現在作業をしている trunk のバージョンでは、これに対応するためにさらに1つ上のステップを取りました。合成済みのレイヤーを合成のないのレイヤーの「上に」被せるのではなく、合成のないコンテンツも z-index の小さな1つのレイヤーとして扱うようにして、すべての合成処理をアクセラレーションの利いたプロセスで実行することにしました。これにより、すべてのレイヤーが同期され、タイルも一緒になり、くっきりとしたコンテンツのスケーリングを最背面のレイヤーかどうかに関わらずすべてのレイヤーに適用することが可能になりました。

Qt Quick Scenegraph を使用しない理由

これは何度も聞かれる質問なので、ここで回答しようと思います。QGraphicsView で常に直面する問題は、それが非常に多くの目的で使われていて、様々なユースケースに対応する必要があるため、結局ある1つの目的のための完璧な最適化ができないという点だと思います。名前のとおり、Qt Quick Scenegraph は QML アプリケーションを高速に実行するためにボトムアップで作られたもので、その目的には非常に適しています。CSS 3D/アニメーションのアクセラレーションの場合は、速度以外にも WebKit の CSS のテストをクリアするための複雑なルールが数多く存在します。我々のケースでは、パブリックな API は CSS3 であり、(QGraphcisView や Qt Quick Scenegraph のような)その他のパブリックな API の導入は不要な複雑性が増すだけです。Qt Quick Scenegraph には元々の目的を完全に満たし、CSS の描画のための追加のコードを提供することの2つを望みますが、これは必ずしも両立しません。どちらにしろ、真剣に考えた末での難しい判断でした。この判断は状況の変化次第では再度改めるかもしれません。

今後の予定

様々な問題が山積していて、すでに何人かが解決のためのハッキングをはじめています。以下の私の「TODO」リストが現在の状況を把握するのに役に立つかもしれません。

  1. 変形と不透明度のアニメーション - この部分はアップストリームにはまだ入っていません。現在はすべてのアニメーションのフレームに対してレイヤーのツリー情報を IPC メッセージで渡しています。しかし、これは対応中です。
  2. 動画 – 現在は動画はアクセラレーションの利いた合成とは連携していません。
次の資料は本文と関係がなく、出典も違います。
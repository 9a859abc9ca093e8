#![forbid(unsafe_code)]

//! Flush presenter: state-tracked terminal output.
//!
//! Walks the vterm's dirty ranges and writes only the cells that differ
//! from the front buffer (the mirror of what the physical screen already
//! shows). Cursor motion goes through the motion optimizer, attribute
//! changes through the attribute optimizer, characters through the
//! encoder. Everything is assembled in a buffered writer and flushed
//! once per update cycle.
//!
//! # State tracking
//!
//! The presenter owns the last-known cursor position and attribute
//! state. Both become unknown whenever the terminal may disagree with
//! the model: after a character of display width other than one, after
//! printing in the last column under automatic margins with the
//! eat-newline glitch (`xenl`), and after a resize. Unknown state
//! forces absolute addressing and a full attribute
//! rebuild on the next write, never a wrong delta.
//!
//! # Invariant
//!
//! After a successful [`flush`](Presenter::flush), every dirty range of
//! the flushed vterm is empty and the front buffer equals the vterm.

use std::io::{self, BufWriter, Write};

use smallvec::SmallVec;
use unicode_width::UnicodeWidthChar;
use vtc_core::encoding::{ascii_substitute, Encoder, Encoding};
use vtc_core::{BoolCap, TermDb};

use crate::area::{Area, Rect};
use crate::attrs::AttrOptimizer;
use crate::cell::{Cell, StyleFlags};
use crate::optimove::CursorOptimizer;

/// Size of the internal write buffer.
const BUFFER_CAPACITY: usize = 32 * 1024;

/// State-tracked flush layer between the vterm and the terminal device.
pub struct Presenter<W: Write> {
    writer: BufWriter<W>,
    /// Mirror of the physical screen contents.
    front: Area,
    /// Last-known cursor position, `None` when unknown.
    cursor: Option<(u16, u16)>,
    /// Last-known attribute state, `None` when unknown.
    style: Option<Cell>,
    moves: CursorOptimizer,
    attrs: AttrOptimizer,
    encoder: Encoder,
    auto_margin: bool,
    /// `xenl`: the wrap after the last column is deferred, so the
    /// position there is ambiguous.
    eat_newline: bool,
    columns: u16,
    rows: u16,
}

impl<W: Write> Presenter<W> {
    /// Build a presenter over a writer for a terminal of the given size.
    pub fn new(writer: W, db: &TermDb, encoder: Encoder, columns: u16, rows: u16) -> Self {
        Self {
            writer: BufWriter::with_capacity(BUFFER_CAPACITY, writer),
            front: Area::new(Rect::new(0, 0, columns, rows), 0, 0),
            cursor: None,
            style: None,
            moves: CursorOptimizer::new(db, columns, rows),
            attrs: AttrOptimizer::new(db),
            encoder,
            auto_margin: db.flag(BoolCap::AutoRightMargin),
            eat_newline: db.flag(BoolCap::EatNewlineGlitch),
            columns,
            rows,
        }
    }

    /// The active encoder.
    pub fn encoder(&self) -> &Encoder {
        &self.encoder
    }

    /// Forget all tracked terminal state, forcing absolute addressing
    /// and a full attribute rebuild on the next write.
    pub fn invalidate_state(&mut self) {
        self.cursor = None;
        self.style = None;
    }

    /// Adopt a new terminal size. The front buffer is rebuilt blank, so
    /// the next flush repaints everything the vterm holds.
    pub fn set_size(&mut self, columns: u16, rows: u16) {
        self.columns = columns;
        self.rows = rows;
        self.front = Area::new(Rect::new(0, 0, columns, rows), 0, 0);
        self.moves.set_size(columns, rows);
        self.invalidate_state();
    }

    /// Write raw bytes (setup and teardown sequences) through the same
    /// buffered writer, keeping output ordered with flushed frames.
    pub fn write_raw(&mut self, bytes: &[u8]) -> io::Result<()> {
        self.writer.write_all(bytes)
    }

    /// Push everything buffered to the terminal.
    pub fn flush_writer(&mut self) -> io::Result<()> {
        self.writer.flush()
    }

    /// Emit the cursor motion to a position, tracking the new state.
    /// Used for the visible input cursor after a frame.
    pub fn park_cursor(&mut self, x: u16, y: u16) -> io::Result<()> {
        let to = (x.min(self.columns.saturating_sub(1)), y.min(self.rows.saturating_sub(1)));
        let motion = self.moves.move_to(self.cursor, to);
        self.writer.write_all(&motion)?;
        self.cursor = Some(to);
        Ok(())
    }

    /// Write every dirty cell of `vterm` that differs from the front
    /// buffer, then clear the vterm's dirty ranges and flush once.
    pub fn flush(&mut self, vterm: &mut Area) -> io::Result<()> {
        #[cfg(feature = "tracing")]
        let _span = tracing::debug_span!("flush", columns = self.columns, rows = self.rows).entered();

        let rows: SmallVec<[(u16, u16, u16); 32]> = vterm.dirty_rows().collect();
        for (y, xmin, xmax) in rows {
            if y >= self.rows {
                continue;
            }
            for x in xmin..=xmax.min(self.columns.saturating_sub(1)) {
                let Some(&cell) = vterm.cell(x, y) else {
                    continue;
                };
                if self.front.cell(x, y) == Some(&cell) {
                    continue;
                }
                self.put_cell(x, y, cell)?;
                self.front.write_cell(x, y, cell);
            }
        }
        vterm.clear_dirty();
        self.front.clear_dirty();
        self.writer.flush()
    }

    /// Move, restyle, and print one cell at `(x, y)`.
    fn put_cell(&mut self, x: u16, y: u16, cell: Cell) -> io::Result<()> {
        let motion = self.moves.move_to(self.cursor, (x, y));
        self.writer.write_all(&motion)?;

        // pick the bytes first so the alternate-charset requirement can
        // flow into the attribute transition
        let (bytes, printed, alt) = self.encode_char(cell.ch);
        let mut target = cell;
        target.attrs.set(StyleFlags::ALT_CHARSET, alt || cell.attrs.contains(StyleFlags::ALT_CHARSET));

        let restyle = match &self.style {
            Some(prev) => self.attrs.transition(prev, &target),
            None => self.attrs.establish(&target),
        };
        self.writer.write_all(&restyle)?;
        self.writer.write_all(&bytes)?;
        self.style = Some(target);

        // cursor bookkeeping; anything that may wrap or mis-advance
        // makes the position unknown
        let width = match self.encoder.encoding() {
            Encoding::Utf8 => UnicodeWidthChar::width(printed).unwrap_or(1),
            _ => 1,
        };
        let next_x = x + 1;
        if width != 1 {
            self.cursor = None;
        } else if next_x >= self.columns {
            if !self.auto_margin {
                self.cursor = Some((x, y));
            } else if self.eat_newline || y + 1 >= self.rows {
                // wrap is deferred (or would scroll); position unknown
                self.cursor = None;
            } else {
                self.cursor = Some((0, y + 1));
            }
        } else {
            self.cursor = Some((next_x, y));
        }
        Ok(())
    }

    /// Encode one code point for the active encoding, with the ASCII
    /// substitute as the fallback. Returns the bytes, the character the
    /// terminal will show, and whether it needs the alternate charset.
    fn encode_char(&self, ch: char) -> (SmallVec<[u8; 4]>, char, bool) {
        let mut buf = SmallVec::new();
        match self.encoder.encode(ch) {
            Some(native) => {
                let mut bytes = Vec::new();
                self.encoder.emit(native, &mut bytes);
                buf.extend_from_slice(&bytes);
                (buf, native.code, native.alt_charset)
            }
            None => {
                let sub = ascii_substitute(ch);
                buf.push(sub as u8);
                (buf, sub, false)
            }
        }
    }

    /// The attribute reset sequence, for teardown.
    pub fn reset_attributes(&mut self) -> io::Result<()> {
        let seq = self.attrs.reset_sequence().to_vec();
        self.writer.write_all(&seq)?;
        self.style = Some(Cell::BLANK);
        Ok(())
    }
}
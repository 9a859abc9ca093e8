#![forbid(unsafe_code)]

//! Compiled-terminfo capability database.
//!
//! Reads the binary entries produced by `tic` directly, without linking
//! against curses. Both storage formats are understood: the legacy format
//! (magic `0o432`, 16-bit numbers) and the 32-bit-number format
//! (magic `0o1036`). Extended (user-defined) capability tables that may
//! follow the standard tables are ignored.
//!
//! # Lookup model
//!
//! Capabilities are addressed by typed enums ([`BoolCap`], [`NumCap`],
//! [`StringCap`]) whose discriminants are the standard terminfo table
//! positions, so lookup is a bounds-checked index, never a name scan.
//!
//! # Fallback injection
//!
//! A loaded entry is immutable except through [`TermDb::inject_string`],
//! which overrides or synthesizes a string capability after load. This is
//! how emulator-specific fixes and hand-coded default sequences (e.g. an
//! `orig_pair` for entries that lack one) are applied.
//!
//! # Invariants
//!
//! 1. [`TermDb::load`] fails with [`CapError::UnknownTerminalType`] when no
//!    search root holds an entry; callers treat this as fatal.
//! 2. Absent capabilities answer `None`/`false`, never a guessed default.
//! 3. Lookups after load are pure; only `inject_string` mutates.

use std::env;
use std::fs;
use std::path::{Path, PathBuf};

use crate::error::CapError;

/// Legacy storage format magic (16-bit numbers), octal 0432.
const MAGIC_LEGACY: u16 = 0o432;
/// 32-bit-number storage format magic, octal 01036.
const MAGIC_WIDE: u16 = 0o1036;

/// Boolean capabilities, by standard terminfo table position.
#[derive(Debug, Clone, Copy, PartialEq, Eq, Hash)]
#[repr(u16)]
pub enum BoolCap {
    /// `am`: cursor wraps at the right margin.
    AutoRightMargin = 1,
    /// `xenl`: newline is ignored after wrapping (the "newline glitch").
    EatNewlineGlitch = 4,
    /// `km`: terminal has a meta key.
    HasMetaKey = 8,
    /// `bce`: erases use the current background color.
    BackColorErase = 28,
}

impl BoolCap {
    /// Short terminfo name, for diagnostics.
    pub const fn name(self) -> &'static str {
        match self {
            Self::AutoRightMargin => "am",
            Self::EatNewlineGlitch => "xenl",
            Self::HasMetaKey => "km",
            Self::BackColorErase => "bce",
        }
    }
}

/// Numeric capabilities, by standard terminfo table position.
#[derive(Debug, Clone, Copy, PartialEq, Eq, Hash)]
#[repr(u16)]
pub enum NumCap {
    /// `cols`: number of columns.
    Columns = 0,
    /// `it`: width of initial tab stops.
    InitTabs = 1,
    /// `lines`: number of lines.
    Lines = 2,
    /// `colors`: size of the color palette.
    MaxColors = 13,
}

impl NumCap {
    /// Short terminfo name, for diagnostics.
    pub const fn name(self) -> &'static str {
        match self {
            Self::Columns => "cols",
            Self::InitTabs => "it",
            Self::Lines => "lines",
            Self::MaxColors => "colors",
        }
    }
}

/// String capabilities, by standard terminfo table position.
#[derive(Debug, Clone, Copy, PartialEq, Eq, Hash)]
#[repr(u16)]
pub enum StringCap {
    /// `cbt`: move left to the previous tab stop.
    BackTab = 0,
    /// `cr`: carriage return.
    CarriageReturn = 2,
    /// `clear`: clear screen and home the cursor.
    ClearScreen = 5,
    /// `el`: clear to end of line.
    ClrEol = 6,
    /// `ed`: clear to end of screen.
    ClrEos = 7,
    /// `hpa`: set cursor column (parameterized).
    ColumnAddress = 8,
    /// `cup`: absolute cursor addressing (parameterized).
    CursorAddress = 10,
    /// `cud1`: cursor down one row.
    CursorDown = 11,
    /// `home`: cursor to top-left.
    CursorHome = 12,
    /// `civis`: hide the cursor.
    CursorInvisible = 13,
    /// `cub1`: cursor left one column.
    CursorLeft = 14,
    /// `cnorm`: restore normal cursor visibility.
    CursorNormal = 16,
    /// `cuf1`: cursor right one column.
    CursorRight = 17,
    /// `cuu1`: cursor up one row.
    CursorUp = 19,
    /// `smacs`: enter the alternate (line-drawing) charset.
    EnterAltCharsetMode = 25,
    /// `blink`: enter blink mode.
    EnterBlinkMode = 26,
    /// `bold`: enter bold mode.
    EnterBoldMode = 27,
    /// `smcup`: enter the alternate screen buffer.
    EnterCaMode = 28,
    /// `dim`: enter dim mode.
    EnterDimMode = 30,
    /// `invis`: enter invisible-text mode.
    EnterSecureMode = 32,
    /// `prot`: enter protected mode.
    EnterProtectedMode = 33,
    /// `rev`: enter reverse-video mode.
    EnterReverseMode = 34,
    /// `smso`: enter standout mode.
    EnterStandoutMode = 35,
    /// `smul`: enter underline mode.
    EnterUnderlineMode = 36,
    /// `rmacs`: leave the alternate charset.
    ExitAltCharsetMode = 38,
    /// `sgr0`: reset every display attribute.
    ExitAttributeMode = 39,
    /// `rmcup`: leave the alternate screen buffer.
    ExitCaMode = 40,
    /// `rmso`: leave standout mode.
    ExitStandoutMode = 43,
    /// `rmul`: leave underline mode.
    ExitUnderlineMode = 44,
    /// `rmkx`: leave keypad-transmit mode.
    KeypadLocal = 88,
    /// `smkx`: enter keypad-transmit mode.
    KeypadXmit = 89,
    /// `cud`: cursor down N rows (parameterized).
    ParmDownCursor = 107,
    /// `cub`: cursor left N columns (parameterized).
    ParmLeftCursor = 111,
    /// `cuf`: cursor right N columns (parameterized).
    ParmRightCursor = 112,
    /// `cuu`: cursor up N rows (parameterized).
    ParmUpCursor = 114,
    /// `vpa`: set cursor row (parameterized).
    RowAddress = 127,
    /// `sgr`: set all attributes at once (nine-parameter form).
    SetAttributes = 131,
    /// `ht`: move right to the next tab stop.
    Tab = 134,
    /// `acsc`: alternate-charset pairing string.
    AcsChars = 146,
    /// `op`: restore default foreground and background.
    OrigPair = 297,
    /// `oc`: restore all original colors.
    OrigColors = 298,
    /// `setaf`: set ANSI foreground color (parameterized).
    SetAForeground = 359,
    /// `setab`: set ANSI background color (parameterized).
    SetABackground = 360,
    /// `sitm`: enter italics mode.
    EnterItalicsMode = 311,
    /// `ritm`: exit italics mode.
    ExitItalicsMode = 312,
}
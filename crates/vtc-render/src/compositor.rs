#![forbid(unsafe_code)]

//! Compositor: areas, z-order, occlusion, and the virtual terminal.
//!
//! The compositor owns the global frame buffer (vterm), the desktop base
//! surface beneath every window, and an arena of window areas with a
//! z-ordered stack. Compositing copies an area's dirty cells into the
//! vterm unless a higher layer covers them; restoring recomputes the
//! topmost visible content for a rectangle after an area is destroyed,
//! hidden, or reordered.
//!
//! # Invariants
//!
//! - Coverage precedence, highest first: status bar, menu bar, window
//!   stack top to bottom, desktop.
//! - The always-on-top entries form a contiguous suffix of the stack.
//! - Operations on a stale [`AreaId`] are no-ops.
//! - After compositing, the source area's dirty ranges are clean; the
//!   vterm's dirty ranges cover exactly the cells that changed.
//!
//! Shadow zones never copy their own content. They darken whatever the
//! composite already shows beneath them.

use slotmap::SlotMap;
use smallvec::SmallVec;

use crate::area::{Area, Rect};
use crate::cell::Cell;

slotmap::new_key_type! {
    /// Generation-checked handle to an [`Area`] in the compositor arena.
    pub struct AreaId;
}

/// How a higher layer covers one global cell.
#[derive(Debug, Clone, Copy, PartialEq, Eq)]
enum Coverage {
    /// No higher layer touches the cell.
    None,
    /// Only a shadow extension lies over the cell.
    Shadow,
    /// A higher layer's content covers the cell.
    Full,
}

/// The virtual terminal, the desktop, and the window stack.
pub struct Compositor {
    vterm: Area,
    desktop: Area,
    areas: SlotMap<AreaId, Area>,
    /// Z-order, later entries higher. The last `on_top` entries are the
    /// always-on-top suffix.
    stack: Vec<AreaId>,
    on_top: usize,
    menu_bar: Option<AreaId>,
    status_bar: Option<AreaId>,
}

impl Compositor {
    /// Build a compositor for a terminal of the given size. The vterm and
    /// the desktop both span it entirely.
    pub fn new(columns: u16, rows: u16) -> Self {
        Self {
            vterm: Area::new(Rect::new(0, 0, columns, rows), 0, 0),
            desktop: Area::new(Rect::new(0, 0, columns, rows), 0, 0),
            areas: SlotMap::with_key(),
            stack: Vec::new(),
            on_top: 0,
            menu_bar: None,
            status_bar: None,
        }
    }

    /// The global composite buffer.
    #[inline]
    pub fn vterm(&self) -> &Area {
        &self.vterm
    }

    /// Mutable access to the composite, used by the flush step to clear
    /// dirty ranges after presenting.
    #[inline]
    pub fn vterm_mut(&mut self) -> &mut Area {
        &mut self.vterm
    }

    /// The desktop base surface.
    #[inline]
    pub fn desktop(&self) -> &Area {
        &self.desktop
    }

    /// Mutable access to the desktop surface.
    pub fn desktop_mut(&mut self) -> &mut Area {
        &mut self.desktop
    }

    /// Allocate a window area and push it on top of the normal stack
    /// segment (below any always-on-top windows).
    pub fn create_area(&mut self, rect: Rect, shadow_w: u16, shadow_h: u16) -> AreaId {
        let id = self.areas.insert(Area::new(rect, shadow_w, shadow_h));
        let boundary = self.stack.len() - self.on_top;
        self.stack.insert(boundary, id);
        vtc_core::trace!(?rect, "area created");
        id
    }

    /// Shared access to an area. `None` for a stale handle.
    pub fn area(&self, id: AreaId) -> Option<&Area> {
        self.areas.get(id)
    }

    /// Mutable access to an area. `None` for a stale handle.
    pub fn area_mut(&mut self, id: AreaId) -> Option<&mut Area> {
        self.areas.get_mut(id)
    }

    /// Number of live areas.
    pub fn area_count(&self) -> usize {
        self.areas.len()
    }

    /// Promote an area to the menu-bar slot. It leaves the window stack
    /// and composites above every window.
    pub fn set_menu_bar(&mut self, id: AreaId) {
        if self.areas.contains_key(id) {
            self.remove_from_stack(id);
            self.menu_bar = Some(id);
        }
    }

    /// Promote an area to the status-bar slot, above everything else.
    pub fn set_status_bar(&mut self, id: AreaId) {
        if self.areas.contains_key(id) {
            self.remove_from_stack(id);
            self.status_bar = Some(id);
        }
    }

    fn remove_from_stack(&mut self, id: AreaId) {
        if let Some(pos) = self.stack.iter().position(|&e| e == id) {
            self.stack.remove(pos);
            if pos >= self.stack.len() + 1 - self.on_top {
                self.on_top -= 1;
            }
        }
        if self.menu_bar == Some(id) {
            self.menu_bar = None;
        }
        if self.status_bar == Some(id) {
            self.status_bar = None;
        }
    }

    /// Destroy an area: reconcile the composite beneath its footprint,
    /// then drop it. Stale handles are a no-op.
    pub fn destroy(&mut self, id: AreaId) {
        let Some(area) = self.areas.get(id) else {
            return;
        };
        let footprint = area.footprint();
        self.remove_from_stack(id);
        self.areas.remove(id);
        self.restore(footprint);
        vtc_core::trace!(?footprint, "area destroyed");
    }

    /// Show or hide an area, reconciling the composite either way.
    pub fn set_area_visible(&mut self, id: AreaId, visible: bool) {
        let Some(area) = self.areas.get_mut(id) else {
            return;
        };
        if area.is_visible() == visible {
            return;
        }
        area.set_visible(visible);
        let footprint = area.footprint();
        if visible {
            area.mark_all_dirty();
            self.composite(id);
        } else {
            self.restore(footprint);
        }
    }

    /// Move an area to the top of its stack segment.
    pub fn raise(&mut self, id: AreaId) {
        let Some(pos) = self.stack.iter().position(|&e| e == id) else {
            return;
        };
        let boundary = self.stack.len() - self.on_top;
        self.stack.remove(pos);
        if pos >= boundary {
            self.stack.push(id);
        } else {
            self.stack.insert(boundary - 1, id);
        }
        self.reconcile_footprint(id);
    }

    /// Move an area to the bottom of its stack segment.
    pub fn lower(&mut self, id: AreaId) {
        let Some(pos) = self.stack.iter().position(|&e| e == id) else {
            return;
        };
        let boundary = self.stack.len() - self.on_top;
        self.stack.remove(pos);
        if pos >= boundary {
            self.stack.insert(self.stack.len() + 1 - self.on_top, id);
        } else {
            self.stack.insert(0, id);
        }
        self.reconcile_footprint(id);
    }

    /// Move an area between the normal segment and the always-on-top
    /// suffix, keeping the suffix contiguous.
    pub fn set_always_on_top(&mut self, id: AreaId, on_top: bool) {
        let Some(pos) = self.stack.iter().position(|&e| e == id) else {
            return;
        };
        let boundary = self.stack.len() - self.on_top;
        let currently = pos >= boundary;
        if currently == on_top {
            return;
        }
        self.stack.remove(pos);
        if on_top {
            self.stack.push(id);
            self.on_top += 1;
        } else {
            self.on_top -= 1;
            let boundary = self.stack.len() - self.on_top;
            self.stack.insert(boundary, id);
        }
        self.reconcile_footprint(id);
    }

    /// True when the area sits in the always-on-top suffix.
    pub fn is_always_on_top(&self, id: AreaId) -> bool {
        self.stack
            .iter()
            .position(|&e| e == id)
            .is_some_and(|pos| pos >= self.stack.len() - self.on_top)
    }

    fn reconcile_footprint(&mut self, id: AreaId) {
        if let Some(area) = self.areas.get(id) {
            let footprint = area.footprint();
            self.restore(footprint);
        }
    }

    /// Resize the virtual terminal after a physical resize. Everything is
    /// recomposited from scratch; the vterm ends fully dirty.
    pub fn resize_vterm(&mut self, columns: u16, rows: u16) {
        self.vterm.resize(columns, rows);
        self.desktop.resize(columns, rows);
        self.restore(Rect::new(0, 0, columns, rows));
        self.vterm.mark_all_dirty();
        vtc_core::debug!(columns, rows, "vterm resized");
    }

    /// Copy an area's dirty, non-occluded cells into the vterm and clear
    /// the area's dirty ranges. Hidden areas and stale handles are no-ops.
    pub fn composite(&mut self, id: AreaId) {
        let covers = self.covering_rects_above(id);
        let Some(area) = self.areas.get_mut(id) else {
            return;
        };
        if !area.is_visible() {
            return;
        }
        let rect = area.rect();
        let rows: SmallVec<[(u16, u16, u16); 32]> = area.dirty_rows().collect();
        for (y, xmin, xmax) in rows {
            let gy = rect.y + y as i32;
            for x in xmin..=xmax {
                let gx = rect.x + x as i32;
                if !self.vterm.rect().contains(gx, gy) {
                    continue;
                }
                let coverage = coverage_at(&covers, gx, gy);
                if coverage == Coverage::Full {
                    continue;
                }
                let (gx, gy) = (gx as u16, gy as u16);
                let cell = if area.in_shadow_zone(x, y) {
                    match self.vterm.cell(gx, gy) {
                        Some(under) => under.shadowed(),
                        None => continue,
                    }
                } else {
                    let mut cell = match area.cell(x, y) {
                        Some(c) => *c,
                        None => continue,
                    };
                    if coverage == Coverage::Shadow {
                        cell = cell.shadowed();
                    }
                    cell
                };
                self.vterm.write_cell(gx, gy, cell);
            }
            area.clear_dirty_row(y);
        }
    }

    /// Composite every visible layer's dirty cells, bottom to top.
    pub fn composite_all(&mut self) {
        let order: SmallVec<[AreaId; 16]> = self
            .stack
            .iter()
            .copied()
            .chain(self.menu_bar)
            .chain(self.status_bar)
            .collect();
        self.composite_desktop();
        for id in order {
            self.composite(id);
        }
    }

    /// Copy the desktop's dirty cells into the vterm where no window
    /// covers them.
    pub fn composite_desktop(&mut self) {
        let covers = self.covering_rects_above_desktop();
        let rows: SmallVec<[(u16, u16, u16); 32]> = self.desktop.dirty_rows().collect();
        for (y, xmin, xmax) in rows {
            for x in xmin..=xmax {
                let (gx, gy) = (x as i32, y as i32);
                if !self.vterm.rect().contains(gx, gy) {
                    continue;
                }
                let coverage = coverage_at(&covers, gx, gy);
                if coverage == Coverage::Full {
                    continue;
                }
                let Some(mut cell) = self.desktop.cell(x, y).copied() else {
                    continue;
                };
                if coverage == Coverage::Shadow {
                    cell = cell.shadowed();
                }
                self.vterm.write_cell(x, y, cell);
            }
            self.desktop.clear_dirty_row(y);
        }
    }

    /// Recompute the topmost visible content for every cell of a global
    /// rectangle. Used after destroy, hide, move, or reorder.
    pub fn restore(&mut self, rect: Rect) {
        let Some(rect) = rect.intersect(&self.vterm.rect()) else {
            return;
        };
        for gy in rect.y..rect.bottom() {
            for gx in rect.x..rect.right() {
                let cell = self.topmost_visible(gx, gy);
                self.vterm.write_cell(gx as u16, gy as u16, cell);
            }
        }
    }

    /// The cell the composite must show at one global position.
    fn topmost_visible(&self, gx: i32, gy: i32) -> Cell {
        let mut shade = false;
        for id in self.precedence_order() {
            let Some(area) = self.areas.get(id) else {
                continue;
            };
            if !area.is_visible() {
                continue;
            }
            let rect = area.rect();
            if rect.contains(gx, gy) {
                let (lx, ly) = ((gx - rect.x) as u16, (gy - rect.y) as u16);
                let mut cell = area.cell(lx, ly).copied().unwrap_or(Cell::BLANK);
                if shade {
                    cell = cell.shadowed();
                }
                return cell;
            }
            if area.footprint().contains(gx, gy) {
                shade = true;
            }
        }
        let mut cell = self
            .desktop
            .cell(gx as u16, gy as u16)
            .copied()
            .unwrap_or(Cell::BLANK);
        if shade {
            cell = cell.shadowed();
        }
        cell
    }

    /// Layer handles in coverage precedence order, highest first.
    fn precedence_order(&self) -> impl Iterator<Item = AreaId> + '_ {
        self.status_bar
            .into_iter()
            .chain(self.menu_bar)
            .chain(self.stack.iter().rev().copied())
    }

    /// Content and footprint rectangles of every visible layer above the
    /// given one.
    fn covering_rects_above(&self, id: AreaId) -> SmallVec<[(Rect, Rect); 8]> {
        let mut covers = SmallVec::new();
        if self.status_bar == Some(id) {
            return covers;
        }
        self.push_cover(&mut covers, self.status_bar);
        if self.menu_bar == Some(id) {
            return covers;
        }
        self.push_cover(&mut covers, self.menu_bar);
        if let Some(pos) = self.stack.iter().position(|&e| e == id) {
            for &above in &self.stack[pos + 1..] {
                self.push_cover(&mut covers, Some(above));
            }
        }
        covers
    }

    fn covering_rects_above_desktop(&self) -> SmallVec<[(Rect, Rect); 8]> {
        let mut covers = SmallVec::new();
        self.push_cover(&mut covers, self.status_bar);
        self.push_cover(&mut covers, self.menu_bar);
        for &above in self.stack.iter().rev() {
            self.push_cover(&mut covers, Some(above));
        }
        covers
    }

    fn push_cover(&self, covers: &mut SmallVec<[(Rect, Rect); 8]>, id: Option<AreaId>) {
        if let Some(area) = id.and_then(|i| self.areas.get(i)) {
            if area.is_visible() {
                covers.push((area.rect(), area.footprint()));
            }
        }
    }
}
フルスクリーンでの動画再生を「正しく」行ったり、ページ内での動画再生をすべてのフレームのピクセルの読み込み無しにアクセラレーションしたい場合に必要な機能です。
  3. WebGL – これは WebKit2 で解決すべき問題の中でも特に Linux では面白いものです。ウェブプロセスで X11 に描画された WebGL の結果と UI プロセスで実行している GL コンテキストをいかに効率よく合成するかを考えなければいけません。Chromium はすでにこの分野においていくつか興味深い方法をとっているので、それを参考にします。
  4. 反射 – これはまだあまり利用されていない CSS3 の機能で、効率よくサポートするためにはたくさんのコードを要します。現在は合成を伴う反射に関するテストに失敗している状態で、これは今後の課題です。
  5. CSS シェーダー – 現時点ではこの機能は WebKit 自体にも実装されていませんが、それが行われた際にはそれをフックし、WebKit2 のシリアライズを通じて TextureMapper で対応させる必要があります。
  6. その他の要素のダイレクトな合成の調査 – 例えば、シェーダーをテキストやグラデーションなどの適切な場所でそのまま使えるのか?
  7. ちょっとしたテスト、バグ修正、最適化は常に必要で、常に大歓迎です。
  8. 8、8、8番目はなんだっけ。
  9. CSS4 の四次元変換のアクセラレーション

もし合成の可能性を知りたかったり、現在の実装で何ができて何ができていないかを知りたい場合には LayoutTests/compositing をまず見てみるのがいいでしょう。